The Ethics of Innovative Surgery

Prof. Jonathan Moreno, PhD

University of Virginia

Tuesday, February 8, 2005 - 1:15pm to 2:30pm

Mississippi Room
Coffman Memorial Union

CONSORTLV filmstrip GIFView Video Online


Although the development of new drugs and medical devices is subject to regulation by the U.S. federal government, experimental surgery appears to remain virtually rule-free. There are regulations and guidelines for the participation of human subjects in medical and behavioral research, and there are federal laws pertaining to human testing of drugs and devices, but there are currently no clear federal regulations pertaining to innovative surgical procedures. Dr. Moreno will discuss the results of a study of experimental surgery by the University of Virginia Center for Biomedical Ethics and discuss they study's implications for national policy.
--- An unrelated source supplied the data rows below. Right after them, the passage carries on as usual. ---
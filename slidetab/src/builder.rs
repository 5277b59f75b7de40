//! Builder for [`SlideTab`].

use std::sync::Arc;

use crate::config::{ContentRef, SlideMode, SlideTabConfig, TabPosition};
use crate::error::{ConfigError, ListenerError};
use crate::event::{ToggleEvent, ToggleListener};
use crate::owner::OwnerHandle;
use crate::schedule::{ScheduleStrategy, TimerStrategy};
use crate::tab::{ListenerErrorHook, SlideTab};
use crate::view::View;

/// Assembles the configuration of a slide tab.
///
/// # Example
///
/// ```ignore
/// let (owner, owner_loop) = slidetab::owner::channel();
/// let tab = SlideTabBuilder::new("details", "Click to expand")
///     .mode(SlideMode::Right)
///     .tab_position(TabPosition::End)
///     .auto_collapse_on_outside_click(true)
///     .listener(|event| log::info!("expanded: {}", event.expanded))
///     .build(RecordingView::new(), owner)?;
/// ```
pub struct SlideTabBuilder {
    content: ContentRef,
    config: SlideTabConfig,
    listeners: Vec<ToggleListener>,
    strategy: Option<Arc<dyn ScheduleStrategy>>,
    on_listener_error: Option<ListenerErrorHook>,
}

impl SlideTabBuilder {
    /// Start a builder for the given content and caption.
    pub fn new(content: impl Into<ContentRef>, caption: impl Into<String>) -> Self {
        Self::from_config(content, SlideTabConfig::new(caption))
    }

    /// Start from an existing configuration, e.g. one loaded from JSON.
    pub fn from_config(content: impl Into<ContentRef>, config: SlideTabConfig) -> Self {
        Self {
            content: content.into(),
            config,
            listeners: Vec::new(),
            strategy: None,
            on_listener_error: None,
        }
    }

    pub fn caption(mut self, caption: impl Into<String>) -> Self {
        self.config.caption = caption.into();
        self
    }

    pub fn mode(mut self, mode: SlideMode) -> Self {
        self.config.mode = mode;
        self
    }

    pub fn tab_position(mut self, position: TabPosition) -> Self {
        self.config.tab_position = position;
        self
    }

    pub fn tab_size(mut self, pixels: u32) -> Self {
        self.config.tab_size = pixels;
        self
    }

    pub fn fixed_content_size(mut self, pixels: u32) -> Self {
        self.config.fixed_content_size = pixels;
        self
    }

    pub fn animation_duration(mut self, millis: u32) -> Self {
        self.config.animation_duration_millis = millis;
        self
    }

    pub fn z_index(mut self, z_index: i32) -> Self {
        self.config.z_index = z_index;
        self
    }

    pub fn auto_collapse_on_outside_click(mut self, enabled: bool) -> Self {
        self.config.auto_collapse_on_outside_click = enabled;
        self
    }

    pub fn tab_visible(mut self, visible: bool) -> Self {
        self.config.tab_visible = visible;
        self
    }

    pub fn toggle_enabled(mut self, enabled: bool) -> Self {
        self.config.toggle_enabled = enabled;
        self
    }

    /// Start expanded. The expand is rendered when the tab is attached.
    pub fn expanded(mut self, expanded: bool) -> Self {
        self.config.expanded = expanded;
        self
    }

    pub fn style_name(mut self, name: impl Into<String>) -> Self {
        self.config.style_names.push(name.into());
        self
    }

    pub fn style_names<I, S>(mut self, names: I) -> Self
    where
        I: IntoIterator<Item = S>,
        S: Into<String>,
    {
        self.config
            .style_names
            .extend(names.into_iter().map(Into::into));
        self
    }

    /// Register a toggle listener on the built tab.
    pub fn listener<F>(mut self, listener: F) -> Self
    where
        F: Fn(&ToggleEvent) + Send + Sync + 'static,
    {
        self.listeners.push(Arc::new(listener));
        self
    }

    /// Replace the default [`TimerStrategy`].
    pub fn schedule_strategy<S>(mut self, strategy: S) -> Self
    where
        S: ScheduleStrategy + 'static,
    {
        self.strategy = Some(Arc::new(strategy));
        self
    }

    /// Replace the default [`TimerStrategy`] with a shared strategy.
    pub fn shared_schedule_strategy(mut self, strategy: Arc<dyn ScheduleStrategy>) -> Self {
        self.strategy = Some(strategy);
        self
    }

    /// Receive listener panics after they have been contained and logged.
    pub fn on_listener_error<F>(mut self, hook: F) -> Self
    where
        F: Fn(&ListenerError) + Send + Sync + 'static,
    {
        self.on_listener_error = Some(Arc::new(hook));
        self
    }

    pub fn config(&self) -> &SlideTabConfig {
        &self.config
    }

    /// Validate the configuration and create the slide tab.
    ///
    /// The tab starts detached; the host calls
    /// [`SlideTab::attach`] once it is part of the live view.
    pub fn build(self, view: impl Into<View>, owner: OwnerHandle) -> Result<SlideTab, ConfigError> {
        if self.content.is_empty() {
            return Err(ConfigError::MissingContent);
        }
        self.config.validate()?;

        let strategy: Arc<dyn ScheduleStrategy> = match self.strategy {
            Some(strategy) => strategy,
            None => Arc::new(TimerStrategy::new(owner)),
        };

        Ok(SlideTab::create(
            self.content,
            self.config,
            view.into(),
            strategy,
            self.listeners,
            self.on_listener_error,
        ))
    }
}

impl std::fmt::Debug for SlideTabBuilder {
    fn fmt(&self, f: &mut std::fmt::Formatter<'_>) -> std::fmt::Result {
        f.debug_struct("SlideTabBuilder")
            .field("content", &self.content)
            .field("config", &self.config)
            .field("listeners", &self.listeners.len())
            .finish_non_exhaustive()
    }
}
Following this lecture, participants should be able to:

  • Describe how to determine when an innovative surgical procedure is research.
  • Describe the attitudes and concerns of surgeons about innovative procedures, according to a national survey.


Jonathan D Moreno, Ph.D.

Jonathan Moreno is the Emily Davie and Joseph S. Kornfeld Professor of Biomedical Ethics and at the University of Virginia. He is past president of the American Society for Bioethics and Humanities and a member of the Institute of Medicine's Board on Health Sciences Policy. He currently co-chairs the National Academy of Sciences Committee on Guidelines for Human Embryonic Stem Cell Research. He is also a bioethics advisor for the Howard Hughes Medical Institute, a Faculty Affiliate at the Kennedy Institute of Ethics at Georgetown University, and a Fellow of the Hastings Center and the New York Academy of Medicine.